Monday, Oct. 16, 1939

"Somewhere in Normandy"

About 15,000 Poles were recruited in France to fight on the Western Front by energetic General Wladyslaw Sikorski before he was named Premier last fortnight of the expatriate Government of Poland set up in Paris (TIME, Oct. 9).* He has enough Polish officers for 30 divisions, but no uniforms; these are being hastily made up. Last week General Sikorski, after instructing his Finance Minister Colonel Adam Koc to try to get from Britain and France part of some $46,000,000 which they agreed to loan to Poland just as the German invasion began, called on French Premier Edouard Daladier, told him he planned to recruit at least 125,000 Poles to fight with the French. "Europe must be made over," declared Premier Sikorski, "in such a way as to restore independence and security to the oppressed nations: Poland and Czecho-Slovakia."

Meanwhile U. S. Ambassador to Poland Anthony J. Drexel Biddle Jr. called in Paris upon new expatriate Polish President Wladyslaw Raczkiewicz, this act confirming diplomatic recognition, which was also granted by France, Great Britain, Turkey, Sweden, Argentina, Mexico, the Vatican. Turks in Paris proudly recalled that during previous partitions of Poland, when the country appeared defunct for generations at a time, it was customary at the Sultan's Court for the Turkish majordomo, after announcing the names of all guests who had arrived, to shout "and unfortunately the Polish Ambassador is unavoidably absent!"

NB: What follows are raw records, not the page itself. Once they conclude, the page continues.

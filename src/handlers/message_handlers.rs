use actix_session::Session;
use actix_web::{web, HttpResponse};
use serde::Deserialize;

use crate::auth::csrf;
use crate::chatbot::{self, BOT_NAME, ChatMessage};
use crate::errors::{AppError, render};
use crate::handlers::auth_handlers::CsrfOnly;
use crate::templates_structs::{MessagesTemplate, PageContext};
use super::see_other;

const PAGE: &str = "/dashboard/messages";
const CHAT_KEY: &str = "chat";

#[derive(Deserialize)]
pub struct MessageForm {
    #[serde(default)]
    pub text: String,
    pub csrf_token: String,
}

fn history(session: &Session) -> Vec<ChatMessage> {
    session
        .get::<Vec<ChatMessage>>(CHAT_KEY)
        .unwrap_or(None)
        .filter(|h| !h.is_empty())
        .unwrap_or_else(|| vec![chatbot::greeting()])
}

pub async fn page(session: Session) -> Result<HttpResponse, AppError> {
    let messages = history(&session);
    let suggestions = messages.last().map(|m| m.suggestions.clone()).unwrap_or_default();
    let tmpl = MessagesTemplate {
        ctx: PageContext::build(&session, PAGE),
        bot_name: BOT_NAME,
        messages,
        suggestions,
    };
    render(tmpl)
}

pub async fn send(
    session: Session,
    form: web::Form<MessageForm>,
) -> Result<HttpResponse, AppError> {
    csrf::validate_csrf(&session, &form.csrf_token)?;

    let mut messages = history(&session);
    if chatbot::converse(&mut messages, &form.text) {
        session
            .insert(CHAT_KEY, &messages)
            .map_err(|e| AppError::Session(format!("Failed to store conversation: {e}")))?;
    }
    Ok(see_other(PAGE))
}

pub async fn reset(
    session: Session,
    form: web::Form<CsrfOnly>,
) -> Result<HttpResponse, AppError> {
    csrf::validate_csrf(&session, &form.csrf_token)?;
    session.remove(CHAT_KEY);
    Ok(see_other(PAGE))
}
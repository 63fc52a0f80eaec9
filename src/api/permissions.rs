use crate::models::Permission;
use crate::models::permission::PermissionPayload;
use super::client::{ApiClient, Auth};
use super::error::{Action, ApiError, Target};

const PERMISSIONS: &str = "permissions";
const PERMISSION: &str = "permission";

pub async fn list(api: &ApiClient) -> Result<Vec<Permission>, ApiError> {
    api.get(&["api", "permissions"], Target::new(Action::Load, PERMISSIONS)).await
}

pub async fn get(api: &ApiClient, id: &str) -> Result<Permission, ApiError> {
    api.get(&["api", "permissions", id], Target::new(Action::Load, PERMISSION)).await
}

pub async fn create(api: &ApiClient, permission: &PermissionPayload<'_>) -> Result<Permission, ApiError> {
    api.post(
        &["api", "permissions"],
        permission,
        Target::new(Action::Create, PERMISSION),
        Auth::Session,
    )
    .await
}

pub async fn update(
    api: &ApiClient,
    id: &str,
    permission: &PermissionPayload<'_>,
) -> Result<Permission, ApiError> {
    api.put(&["api", "permissions", id], permission, Target::new(Action::Update, PERMISSION))
        .await
}

pub async fn delete(api: &ApiClient, id: &str) -> Result<(), ApiError> {
    api.delete(&["api", "permissions", id], Target::new(Action::Delete, PERMISSION)).await
}
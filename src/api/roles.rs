use crate::models::Role;
use crate::models::role::RolePayload;
use super::client::{ApiClient, Auth};
use super::error::{Action, ApiError, Target};

const ROLES: &str = "roles";
const ROLE: &str = "role";

pub async fn list(api: &ApiClient) -> Result<Vec<Role>, ApiError> {
    api.get(&["api", "roles"], Target::new(Action::Load, ROLES)).await
}

pub async fn get(api: &ApiClient, id: &str) -> Result<Role, ApiError> {
    api.get(&["api", "roles", id], Target::new(Action::Load, ROLE)).await
}

pub async fn create(api: &ApiClient, role: &RolePayload<'_>) -> Result<Role, ApiError> {
    api.post(&["api", "roles"], role, Target::new(Action::Create, ROLE), Auth::Session)
        .await
}

pub async fn update(api: &ApiClient, id: &str, role: &RolePayload<'_>) -> Result<Role, ApiError> {
    api.put(&["api", "roles", id], role, Target::new(Action::Update, ROLE)).await
}

pub async fn delete(api: &ApiClient, id: &str) -> Result<(), ApiError> {
    api.delete(&["api", "roles", id], Target::new(Action::Delete, ROLE)).await
}
use serde::{Deserialize, Serialize};

use crate::models::SessionUser;
use super::client::{ApiClient, Auth};
use super::error::{Action, ApiError, Target};

const CREDENTIALS: &str = "these credentials";
const CODE: &str = "this code";
const PROVIDER: &str = "this provider";

/// Providers accepted by the federated login exchange.
pub const PROVIDERS: [&str; 3] = ["google", "github", "microsoft"];

#[derive(Debug, Serialize)]
struct LoginRequest<'a> {
    email: &'a str,
    password: &'a str,
}

#[derive(Debug, Serialize)]
struct Validate2faRequest<'a> {
    email: &'a str,
    #[serde(rename = "code2FA")]
    code: &'a str,
    #[serde(rename = "sessionId")]
    session_id: &'a str,
}

/// Response of both login steps. Step one carries `session_id`, step two `token` and `user`.
#[derive(Debug, Clone, Default, Deserialize)]
pub struct LoginResponse {
    #[serde(default)]
    pub message: Option<String>,
    #[serde(rename = "sessionId", default)]
    pub session_id: Option<String>,
    #[serde(default)]
    pub token: Option<String>,
    #[serde(default)]
    pub user: Option<SessionUser>,
}

/// Response of `POST /api/auth/firebase-login`.
#[derive(Debug, Clone, Default, Deserialize)]
pub struct FederatedResponse {
    #[serde(default)]
    pub uid: String,
    #[serde(default)]
    pub email: String,
    #[serde(default)]
    pub name: String,
    #[serde(default)]
    pub picture: String,
    #[serde(default)]
    pub provider: String,
    #[serde(rename = "systemUserId", default)]
    pub system_user_id: String,
}

impl FederatedResponse {
    pub fn into_session_user(self) -> SessionUser {
        let id = if self.system_user_id.is_empty() { self.uid } else { self.system_user_id };
        SessionUser {
            id,
            name: self.name,
            email: self.email,
            picture: (!self.picture.is_empty()).then_some(self.picture),
            provider: (!self.provider.is_empty()).then_some(self.provider),
        }
    }
}

/// Step one: `POST /api/public/security/login`. The backend emails a 2FA code
/// and answers with the session id to validate it against.
pub async fn login(api: &ApiClient, email: &str, password: &str) -> Result<LoginResponse, ApiError> {
    let target = Target::new(Action::Login, CREDENTIALS);
    api.post(
        &["api", "public", "security", "login"],
        &LoginRequest { email, password },
        target,
        Auth::Public,
    )
    .await
    .map_err(|e| with_fallback(e, "Invalid credentials"))
}

/// Step two: `POST /api/public/security/validate2fa`.
pub async fn validate_2fa(
    api: &ApiClient,
    email: &str,
    code: &str,
    session_id: &str,
) -> Result<LoginResponse, ApiError> {
    let target = Target::new(Action::Verify, CODE);
    api.post(
        &["api", "public", "security", "validate2fa"],
        &Validate2faRequest { email, code, session_id },
        target,
        Auth::Public,
    )
    .await
    .map_err(|e| with_fallback(e, "Incorrect or expired code"))
}

/// Exchange a federated identity token for the backend's user record.
pub async fn federated_login(api: &ApiClient, id_token: &str) -> Result<FederatedResponse, ApiError> {
    let target = Target::new(Action::Login, PROVIDER);
    api.post_empty::<FederatedResponse>(&["api", "auth", "firebase-login"], target, Auth::Bearer(id_token))
        .await?
        .ok_or_else(|| ApiError::failed(target, None, Some("No response from server".to_string())))
}

pub fn is_supported_provider(provider: &str) -> bool {
    PROVIDERS.contains(&provider)
}

/// Credential failures without a backend message get a friendlier default.
fn with_fallback(err: ApiError, fallback: &str) -> ApiError {
    match err {
        ApiError::Failed { target, status, message: None } => {
            ApiError::failed(target, status, Some(fallback.to_string()))
        }
        other => other,
    }
}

In Paris prominent Poles said that as soon as their Government can get together enough money to keep going* it expects to remove to a small inexpensive provincial town "somewhere in Normandy." Meanwhile the Government stayed at the tiny Danube Hotel, worked last week from 7 a. m. right around the clock to 3 a. m., employed Poet Jan Lehon as its Press Officer. In London arrived Mme Josef Pilsudski, widow of the late great Marshal, "the Father of Modern Poland" whom Adolf Hitler professes to respect. Snapped the Widow Pilsudski last week: "No one believes Hitler's speeches of good will. That man pays lip homage to my husband and surveys around him the destruction of the Marshal's life work. . . . Poland fought to the last. If it had not been for Russia's stab in the back we could have held the Germans. ... I am proud of the way in which my country behaved in the hours of danger." This week the British Foreign Office is to give a State banquet for August Zaleski, Foreign Minister in the Sikorski Cabinet.

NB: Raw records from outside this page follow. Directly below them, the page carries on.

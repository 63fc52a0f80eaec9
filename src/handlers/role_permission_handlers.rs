use actix_session::Session;
use actix_web::{web, HttpResponse};
use serde::Deserialize;

use crate::api::{ApiClient, role_permissions};
use crate::assignment::{grant_permission, revoke_role_permission};
use crate::auth::csrf;
use crate::auth::session::{api_for, set_notice};
use crate::errors::{AppError, render};
use crate::models::{Permission, Role};
use crate::models::role_permission::{GrantForm, RevokeGrantForm};
use crate::selection::{DialogQuery, SelectionDialog, SelectionPanel, link, matches, url_path};
use crate::store::Directory;
use crate::templates_structs::{GrantRow, PageContext, RevokeGrantTemplate, RoleOption, RolePermissionsTemplate};
use crate::views::{ListView, Notice};
use crate::views::stats::RolePermissionStats;
use super::{notify_failure, see_other};

const LIST: &str = "/dashboard/role-permissions";

#[derive(Deserialize)]
pub struct RolePermissionQuery {
    #[serde(default)]
    pub role: String,
    #[serde(default)]
    pub q: String,
    #[serde(default)]
    pub permission_id: String,
    #[serde(flatten)]
    pub dialog: DialogQuery,
}

#[derive(Deserialize)]
pub struct RevokeQuery {
    #[serde(default)]
    pub role: String,
}

fn role_page(role_id: &str) -> String {
    link(LIST, &[("role", role_id)])
}

pub async fn list(
    api: web::Data<ApiClient>,
    session: Session,
    query: web::Query<RolePermissionQuery>,
) -> Result<HttpResponse, AppError> {
    let api = api_for(&api, &session);
    let directory = Directory::load(&api).await?;

    // Default to the first role so the page always shows something.
    let role_id = if query.role.is_empty() {
        directory.roles().first().map(|r| r.id.clone()).unwrap_or_default()
    } else {
        query.role.clone()
    };

    let mut grants = ListView::new();
    if !role_id.is_empty() {
        grants.load(role_permissions::by_role(&api, &role_id)).await?;
    }

    let rows = grants
        .items()
        .iter()
        .filter(|g| matches(&query.q, &[g.permission_url(), g.method_label()]))
        .map(|g| GrantRow {
            id: g.id.clone(),
            url: g.permission_url().to_string(),
            method: g.method_label(),
            badge_class: g.permission.as_ref().map(|p| p.method.badge_class()).unwrap_or("badge-none"),
            revoke_href: link(&url_path(LIST, &[g.id.as_str(), "revoke"]), &[("role", role_id.as_str())]),
        })
        .collect();

    let keep = [("role", role_id.as_str()), ("q", query.q.as_str()), ("permission_id", query.permission_id.as_str())];
    let selection = if query.dialog.is_open("permission") {
        let dialog = SelectionDialog::restore(directory.permissions_state().clone(), &query.dialog);
        Some(SelectionPanel::build(&dialog, "Select a permission", LIST, "permission", &keep, |p: &Permission| {
            link(LIST, &[("role", role_id.as_str()), ("permission_id", p.id.as_str())])
        }))
    } else if query.dialog.is_open("role") {
        let dialog = SelectionDialog::restore(directory.roles_state().clone(), &query.dialog);
        Some(SelectionPanel::build(&dialog, "Select a role", LIST, "role", &keep, |r: &Role| role_page(&r.id)))
    } else {
        None
    };

    let role_name = directory.role(&role_id).map(|r| r.name.clone()).unwrap_or_default();
    let permission_label = directory
        .permission(&query.permission_id)
        .map(|p| format!("{} {}", p.method, p.url));

    let tmpl = RolePermissionsTemplate {
        ctx: PageContext::build(&session, LIST),
        roles: directory
            .roles()
            .iter()
            .map(|r| RoleOption { id: r.id.clone(), name: r.name.clone(), selected: r.id == role_id })
            .collect(),
        roles_error: directory.roles_state().error().map(String::from),
        role_name,
        rows,
        error: grants.error().map(String::from),
        query: query.q.clone(),
        stats: RolePermissionStats::compute(directory.roles().len(), directory.permissions().len(), grants.items()),
        permission_id: if permission_label.is_some() { query.permission_id.clone() } else { String::new() },
        permission_label,
        choose_permission_href: link(
            LIST,
            &[("role", role_id.as_str()), ("q", query.q.as_str()), ("dialog", "permission")],
        ),
        selection,
        role_id,
    };
    render(tmpl)
}

pub async fn grant(
    api: web::Data<ApiClient>,
    session: Session,
    form: web::Form<GrantForm>,
) -> Result<HttpResponse, AppError> {
    csrf::validate_csrf(&session, &form.csrf_token)?;
    let api = api_for(&api, &session);

    let outcome = grant_permission(&api, form.role_id.trim(), form.permission_id.trim()).await?;
    set_notice(&session, outcome.notice);
    Ok(see_other(&role_page(form.role_id.trim())))
}

pub async fn revoke_confirm(
    api: web::Data<ApiClient>,
    session: Session,
    path: web::Path<String>,
    query: web::Query<RevokeQuery>,
) -> Result<HttpResponse, AppError> {
    let id = path.into_inner();
    let back = role_page(&query.role);
    let api = api_for(&api, &session);

    let grants = match role_permissions::by_role(&api, &query.role).await {
        Ok(grants) => grants,
        Err(e) => return notify_failure(&session, "Could not load role permissions", e, &back),
    };
    let Some(grant) = grants.into_iter().find(|g| g.id == id) else {
        set_notice(&session, Notice::error("Not found", "That permission is no longer granted to the role."));
        return Ok(see_other(&back));
    };

    let tmpl = RevokeGrantTemplate {
        ctx: PageContext::build(&session, LIST),
        id,
        role_id: query.role.clone(),
        role_name: grant.role_name().to_string(),
        url: grant.permission_url().to_string(),
        method: grant.method_label(),
    };
    render(tmpl)
}

pub async fn revoke(
    api: web::Data<ApiClient>,
    session: Session,
    path: web::Path<String>,
    form: web::Form<RevokeGrantForm>,
) -> Result<HttpResponse, AppError> {
    csrf::validate_csrf(&session, &form.csrf_token)?;
    let id = path.into_inner();
    let api = api_for(&api, &session);

    let outcome = revoke_role_permission(&api, &id, &form.role_id).await?;
    set_notice(&session, outcome.notice);
    Ok(see_other(&role_page(&form.role_id)))
}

In Berlin meanwhile the German Institute For Bank Research and Science turned out a report showing that 43% of the shares in Polish corporations are held by foreign capital. France is stuck with an investment of 391,000,000 zlotys ($60,610,000); the U. S. with 277,000,000 zlotys ($52,630,000); and the German stake was 251,000,000 zlotys. In the Soviet part of partitioned Poland all capital investments will probably be taken over by Moscow soon, but most of Polish industry is in the German sector and up to this week Berlin had not tampered with Polish stock setups. The Soviet press tauntingly charged last week that "probably" members of the Government which fled from Poland have "private savings in foreign banks."

*France had thousands of alien Poles working in her mines and northern manufacturing areas.

*Poland's gold reserve has been variously reported as cached in Rumania, Paris, London.